Abstract

Human Stem Cell-Derived Renal Cells and High-Throughput Nephrotoxicity Prediction

Jacqueline Chuah, Lab Officer, Institute of Bioengineering and Nanotechnology, A*Star

The kidney is a major target for compound-induced toxicity. Animal-free alternative methods are required by governmental agencies and various industries to decrease costs and increase the throughput of nephrotoxicity prediction. We have developed the first accurate and pre-validated in vitro models for predicting compound-induced nephrotoxicity in humans (Loo and Zink, 2017; Chuah and Zink, 2017; Kandasamy et al., 2015; Li et al., 2014; Li et al., 2013; Su et al., 2014; Su et al., 2016). Our models include the first and only pre-validated and predictive stem cell-based renal in vitro models (Li et al., 2014; Kandasamy et al., 2015; Chuah and Zink, 2017).
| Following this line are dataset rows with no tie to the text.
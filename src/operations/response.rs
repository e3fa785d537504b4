//! Reading the immediate answer to a multi-object request

use fleet_shared::{MessageBody, ReceiptId, TargetId};
use serde_json::Value;

/// What the server said about one target in its immediate response
#[derive(Debug, Clone, PartialEq)]
pub enum ImmediateResponse {
    /// The request failed for this target
    Failed(String),
    /// The request already completed with this value
    Succeeded(Value),
    /// The server will report the outcome later under this receipt
    Deferred(ReceiptId),
    /// The response says nothing about this target
    Missing,
}

/// Inspect `body` for the entry belonging to `target`
///
/// A negative acknowledgement fails every target. Otherwise `error` wins
/// over `receipt`, which wins over `result`.
pub fn interpret(body: &MessageBody, target: &TargetId) -> ImmediateResponse {
    if body.is_negative_ack() {
        return ImmediateResponse::Failed(body.reason().unwrap_or("request rejected").to_string());
    }

    if let Some(error) = body.for_target("error", target) {
        return ImmediateResponse::Failed(describe(error));
    }

    if let Some(receipt) = body.for_target("receipt", target) {
        return match receipt.as_str() {
            Some(receipt) => ImmediateResponse::Deferred(ReceiptId::from(receipt)),
            None => ImmediateResponse::Missing,
        };
    }

    match body.for_target("result", target) {
        Some(value) => ImmediateResponse::Succeeded(value.clone()),
        None => ImmediateResponse::Missing,
    }
}

/// Render an error value as a message
pub(crate) fn describe(error: &Value) -> String {
    match error {
        Value::String(message) => message.clone(),
        Value::Null => "unknown error".to_string(),
        other => other.to_string(),
    }
}
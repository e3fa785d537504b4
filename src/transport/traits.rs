//! Transport trait abstraction for pluggable message channels

use anyhow::Result;
use async_trait::async_trait;
use fleet_shared::Envelope;
use std::sync::Arc;

/// Callback receiving every frame the transport reads from the remote end
pub type FrameHandler = Arc<dyn Fn(Envelope) + Send + Sync>;

/// A bidirectional, message-oriented channel to the fleet server
///
/// Implementations deliver incoming frames, in arrival order, to the single
/// handler registered through [`Transport::on_frame`]. Registering a new
/// handler replaces the previous one.
#[async_trait]
pub trait Transport: Send + Sync + 'static {
    /// Hand a frame to the remote end
    async fn send_frame(&self, envelope: Envelope) -> Result<()>;

    /// Register the handler that receives incoming frames
    fn on_frame(&self, handler: FrameHandler);

    /// Human-readable name for this transport
    fn name(&self) -> &str;
}
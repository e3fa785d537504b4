//! Ground station link to a drone fleet server
//!
//! The [`hub::MessageHub`] turns the bidirectional frame channel into
//! request/response calls, [`operations::AsyncOperationTracker`] adds the
//! receipt convention on top, and [`upload::UploadOrchestrator`] drives bulk
//! uploads across many vehicles with a bounded worker pool.

pub mod connection;
pub mod error;
pub mod hub;
pub mod operations;
pub mod transport;
pub mod upload;

pub use error::HubError;
pub use hub::{HubConfig, MessageHub};
pub use operations::{AsyncOperationTracker, TrackerConfig};
pub use upload::{JobOutcome, JobType, UploadOptions, UploadOrchestrator};
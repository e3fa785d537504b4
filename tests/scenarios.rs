//! End-to-end behaviour of the hub, the tracker and the upload orchestrator

use async_trait::async_trait;
use fleet_shared::{message_type, MessageBody, MessageId, TargetId};
use ground_station::transport::{MemoryRemote, MemoryTransport};
use ground_station::upload::{
    Executor, ExecutorRegistry, JobFinished, QueueKind, ShowUploadExecutor,
};
use ground_station::{
    AsyncOperationTracker, HubConfig, HubError, JobOutcome, JobType, MessageHub, TrackerConfig,
    UploadOptions, UploadOrchestrator,
};
use parking_lot::Mutex;
use serde_json::{json, Value};
use std::collections::HashSet;
use std::sync::atomic::{AtomicUsize, Ordering};
use std::sync::Arc;
use std::time::Duration;

/// Executor that records how many targets it is working on at once
struct Recording {
    failing: HashSet<TargetId>,
    delay: Duration,
    active: AtomicUsize,
    peak: AtomicUsize,
    started: Mutex<Vec<TargetId>>,
}

impl Recording {
    fn new(delay: Duration) -> Self {
        Self {
            failing: HashSet::new(),
            delay,
            active: AtomicUsize::new(0),
            peak: AtomicUsize::new(0),
            started: Mutex::new(Vec::new()),
        }
    }

    fn failing(mut self, target: &str) -> Self {
        self.failing.insert(TargetId::from(target));
        self
    }

    fn peak(&self) -> usize {
        self.peak.load(Ordering::SeqCst)
    }
}

#[async_trait]
impl Executor for Recording {
    async fn execute(&self, target: &TargetId, _payload: &Value) -> anyhow::Result<()> {
        self.started.lock().push(target.clone());
        let active = self.active.fetch_add(1, Ordering::SeqCst) + 1;
        self.peak.fetch_max(active, Ordering::SeqCst);

        tokio::time::sleep(self.delay).await;
        self.active.fetch_sub(1, Ordering::SeqCst);

        if self.failing.contains(target) {
            anyhow::bail!("{} rejected the upload", target);
        }
        Ok(())
    }
}

fn ids(names: &[&str]) -> Vec<TargetId> {
    names.iter().map(|n| TargetId::from(*n)).collect()
}

fn orchestrator(executor: Arc<Recording>, workers: usize) -> UploadOrchestrator {
    let mut registry = ExecutorRegistry::new();
    registry.register_arc(JobType::SHOW_UPLOAD, executor);
    let options = UploadOptions {
        worker_count: Some(workers),
        ..Default::default()
    };
    UploadOrchestrator::new(MessageHub::new(HubConfig::default()), registry, options)
}

fn attached_hub() -> (MessageHub, MemoryRemote) {
    let hub = MessageHub::new(HubConfig::default());
    let (transport, remote) = MemoryTransport::pair("fleet");
    hub.attach(Arc::new(transport));
    (hub, remote)
}

#[tokio::test(start_paused = true)]
async fn scenario_a_all_targets_succeed() {
    let executor = Arc::new(Recording::new(Duration::from_millis(100)));
    let orchestrator = orchestrator(executor.clone(), 2);
    let mut finished = orchestrator.subscribe();

    let job = orchestrator
        .start_job(JobType::SHOW_UPLOAD, json!({}), ids(&["A", "B", "C"]))
        .unwrap();
    assert_eq!(job.await.unwrap(), JobOutcome::Success);

    let mut done = orchestrator.items(QueueKind::Finished);
    done.sort();
    assert_eq!(done, ids(&["A", "B", "C"]));
    for kind in [QueueKind::WaitingToStart, QueueKind::Queued, QueueKind::InProgress, QueueKind::Failed] {
        assert!(orchestrator.items(kind).is_empty(), "{:?} not empty", kind);
    }
    assert!(executor.peak() <= 2);
    assert_eq!(
        finished.recv().await.unwrap(),
        JobFinished::new(JobType::SHOW_UPLOAD, JobOutcome::Success)
    );
}

#[tokio::test(start_paused = true)]
async fn scenario_b_one_target_fails() {
    let executor = Arc::new(Recording::new(Duration::from_millis(50)).failing("A"));
    let orchestrator = orchestrator(executor, 8);

    let job = orchestrator
        .start_job(JobType::SHOW_UPLOAD, json!({}), ids(&["A", "B"]))
        .unwrap();
    assert_eq!(job.await.unwrap(), JobOutcome::Error);

    assert_eq!(orchestrator.items(QueueKind::Failed), ids(&["A"]));
    assert_eq!(orchestrator.items(QueueKind::Finished), ids(&["B"]));
    assert!(orchestrator
        .error_for(&TargetId::from("A"))
        .unwrap()
        .contains("rejected"));
    assert_eq!(
        orchestrator.history(&JobType::SHOW_UPLOAD).unwrap().result,
        JobOutcome::Error
    );
}

#[tokio::test(start_paused = true)]
async fn scenario_c_request_times_out() {
    let (hub, mut remote) = attached_hub();

    let pending = {
        let hub = hub.clone();
        tokio::spawn(async move { hub.send(MessageBody::new(message_type::UAV_VER)).await })
    };
    let request = remote.recv().await.unwrap();

    tokio::time::sleep(Duration::from_secs(6)).await;
    assert_eq!(
        pending.await.unwrap(),
        Err(HubError::ResponseTimeout {
            message_id: request.id.clone()
        })
    );
    assert_eq!(hub.pending_count(), 0);

    // A response after the deadline resolves nothing
    remote.reply(&request, MessageBody::new(message_type::UAV_VER));
    assert_eq!(hub.pending_count(), 0);
}

#[tokio::test]
async fn scenario_d_transport_swap_rejects_pending() {
    let (hub, mut remote) = attached_hub();

    let first = {
        let hub = hub.clone();
        tokio::spawn(async move { hub.send(MessageBody::new(message_type::UAV_VER)).await })
    };
    let second = {
        let hub = hub.clone();
        tokio::spawn(async move { hub.send(MessageBody::new(message_type::PRM_SET)).await })
    };
    let late_a = remote.recv().await.unwrap();
    let late_b = remote.recv().await.unwrap();
    assert_eq!(hub.pending_count(), 2);

    let (replacement, _replacement_remote) = MemoryTransport::pair("fleet-2");
    hub.attach(Arc::new(replacement));

    for result in futures::future::join_all([first, second]).await {
        assert_eq!(result.unwrap(), Err(HubError::TransportChanged));
    }

    // Late responses over the old link are dropped without error
    remote.reply(&late_a, MessageBody::new(message_type::UAV_VER));
    remote.reply(&late_b, MessageBody::new(message_type::PRM_SET));
    assert_eq!(hub.pending_count(), 0);
}

#[tokio::test(start_paused = true)]
async fn scenario_e_cancel_running_job() {
    let executor = Arc::new(Recording::new(Duration::from_secs(60)));
    let orchestrator = orchestrator(executor.clone(), 3);
    let targets: Vec<TargetId> = (1..=8).map(|n| TargetId::new(format!("uav-{}", n))).collect();

    let job = orchestrator
        .start_job(JobType::SHOW_UPLOAD, json!({}), targets)
        .unwrap();

    tokio::time::sleep(Duration::from_millis(500)).await;
    assert_eq!(orchestrator.queue_counts().in_progress, 3);
    assert!(orchestrator.cancel());

    assert_eq!(job.await.unwrap(), JobOutcome::Cancelled);
    let counts = orchestrator.queue_counts();
    assert_eq!(counts.queued, 0);
    assert_eq!(counts.in_progress, 0);
    assert_eq!(counts.waiting_to_start, 8);
    assert!(!orchestrator.is_running());
    assert!(!orchestrator.cancel());
}

#[tokio::test(start_paused = true)]
async fn in_progress_never_exceeds_worker_count() {
    for workers in [1, 3, 8] {
        let executor = Arc::new(Recording::new(Duration::from_millis(75)).failing("uav-4"));
        let orchestrator = orchestrator(executor.clone(), workers);
        let mut progress = orchestrator.subscribe_progress();
        let targets: Vec<TargetId> = (0..20).map(|n| TargetId::new(format!("uav-{}", n))).collect();

        let observer = tokio::spawn(async move {
            let mut peak = 0;
            while progress.changed().await.is_ok() {
                peak = peak.max(progress.borrow().in_progress);
            }
            peak
        });

        let job = orchestrator
            .start_job(JobType::SHOW_UPLOAD, json!({}), targets)
            .unwrap();
        assert_eq!(job.await.unwrap(), JobOutcome::Error);
        assert!(executor.peak() <= workers);
        assert_eq!(executor.started.lock().len(), 20);

        drop(orchestrator);
        assert!(observer.await.unwrap() <= workers);
    }
}

#[tokio::test]
async fn show_upload_through_receipts() {
    let (hub, mut remote) = attached_hub();
    let tracker = AsyncOperationTracker::new(hub.clone(), TrackerConfig::default());
    let mut registry = ExecutorRegistry::new();
    registry.register(JobType::SHOW_UPLOAD, ShowUploadExecutor::new(tracker.clone()));
    let orchestrator = UploadOrchestrator::new(hub, registry, UploadOptions::default());

    let job = orchestrator
        .start_job(JobType::SHOW_UPLOAD, json!({ "name": "demo" }), ids(&["uav-1", "uav-2"]))
        .unwrap();

    // Answer each request with a receipt, then complete it
    for _ in 0..2 {
        let request = remote.recv().await.unwrap();
        assert_eq!(request.kind(), message_type::OBJ_CMD);
        let target = request.body.get("ids").unwrap()[0].as_str().unwrap().to_string();
        let receipt = format!("r-{}", target);

        let mut receipts = serde_json::Map::new();
        receipts.insert(target.clone(), Value::String(receipt.clone()));
        remote.reply(&request, MessageBody::new(message_type::OBJ_CMD).with("receipt", receipts));

        let completion = if target == "uav-2" {
            MessageBody::new(message_type::ASYNC_RESP)
                .with("id", receipt)
                .with("error", "storage full")
        } else {
            MessageBody::new(message_type::ASYNC_RESP)
                .with("id", receipt)
                .with("result", true)
        };
        remote.notify(completion);
    }

    assert_eq!(job.await.unwrap(), JobOutcome::Error);
    assert_eq!(orchestrator.items(QueueKind::Finished), ids(&["uav-1"]));
    assert!(orchestrator
        .error_for(&TargetId::from("uav-2"))
        .unwrap()
        .contains("storage full"));
    assert_eq!(tracker.pending_count(), 0);
}

#[tokio::test]
async fn cancelled_job_withdraws_its_receipts() {
    let (hub, mut remote) = attached_hub();
    let tracker = AsyncOperationTracker::new(hub.clone(), TrackerConfig::default());
    let mut registry = ExecutorRegistry::new();
    registry.register(JobType::SHOW_UPLOAD, ShowUploadExecutor::new(tracker.clone()));
    let orchestrator = UploadOrchestrator::new(hub, registry, UploadOptions::default());

    let job = orchestrator
        .start_job(JobType::SHOW_UPLOAD, json!({ "name": "demo" }), ids(&["uav-1"]))
        .unwrap();

    let request = remote.recv().await.unwrap();
    remote.reply(
        &request,
        MessageBody::new(message_type::OBJ_CMD).with("receipt", json!({ "uav-1": "r-1" })),
    );
    assert_eq!(tracker.pending_count(), 1);

    assert!(orchestrator.cancel());
    assert_eq!(job.await.unwrap(), JobOutcome::Cancelled);
    assert_eq!(tracker.pending_count(), 0);

    let cancel = remote.recv().await.unwrap();
    assert_eq!(cancel.kind(), message_type::ASYNC_CANCEL);
    assert_eq!(cancel.body.get("ids"), Some(&json!(["r-1"])));
    assert_eq!(orchestrator.items(QueueKind::WaitingToStart), ids(&["uav-1"]));
}

#[tokio::test]
async fn unmatched_correlation_is_not_a_response() {
    let (hub, mut remote) = attached_hub();
    let seen = Arc::new(AtomicUsize::new(0));
    {
        let seen = seen.clone();
        hub.register_notification_handler(
            message_type::UAV_VER,
            Arc::new(move |_| {
                seen.fetch_add(1, Ordering::SeqCst);
            }),
        );
    }

    let pending = {
        let hub = hub.clone();
        tokio::spawn(async move { hub.send(MessageBody::new(message_type::UAV_VER)).await })
    };
    let request = remote.recv().await.unwrap();

    let mut stray = fleet_shared::Envelope::new(MessageBody::new(message_type::UAV_VER));
    stray.correlation_id = Some(MessageId::from("nobody-asked"));
    remote.deliver(stray);
    remote.notify(MessageBody::new("NO-HANDLER"));

    assert_eq!(hub.pending_count(), 1);
    assert_eq!(seen.load(Ordering::SeqCst), 1);

    remote.reply(&request, MessageBody::new(message_type::UAV_VER).with("ok", true));
    let response = tokio_test::assert_ok!(pending.await.unwrap());
    assert_eq!(response.correlation_id, Some(request.id));
}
The most advanced of these models is based on induced pluripotent stem cell (iPS)-derived renal proximal tubular (PTC)-like cells. A rapid one-step protocol has been established for the generation of PTC-like cells in 8 days of differentiation, and these cells can be directly used for compound screening (Kandasamy et al., 2015). Alternatively, PTC-like cells can be applied after cryopreservation. By combining iPS-derived renal cell-based assays with machine learning methods, a test balanced accuracy of 87% could be achieved with respect to nephrotoxicity prediction (Kandasamy et al., 2015; Chuah and Zink, 2017). In addition, underlying mechanisms of drug-induced cellular injury could be correctly identified. We have also established a high-content screening (HCS) platform that combines high-content imaging of renal cells with automated phenotypic profiling and machine learning methods (Su et al., 2016). The automated HCS platform has a test balanced accuracy ranging between 82%-89%, depending on the human renal cell type used (Su et al., 2016; Loo and Zink, 2017). Based on these technologies we are currently developing a portfolio of platforms for the prediction of compound-induced toxicity to various organs. In addition, a kidney-on-chip platform for repeated dose testing is under development. This platform appears to be suitable for the assessment of the human dose response.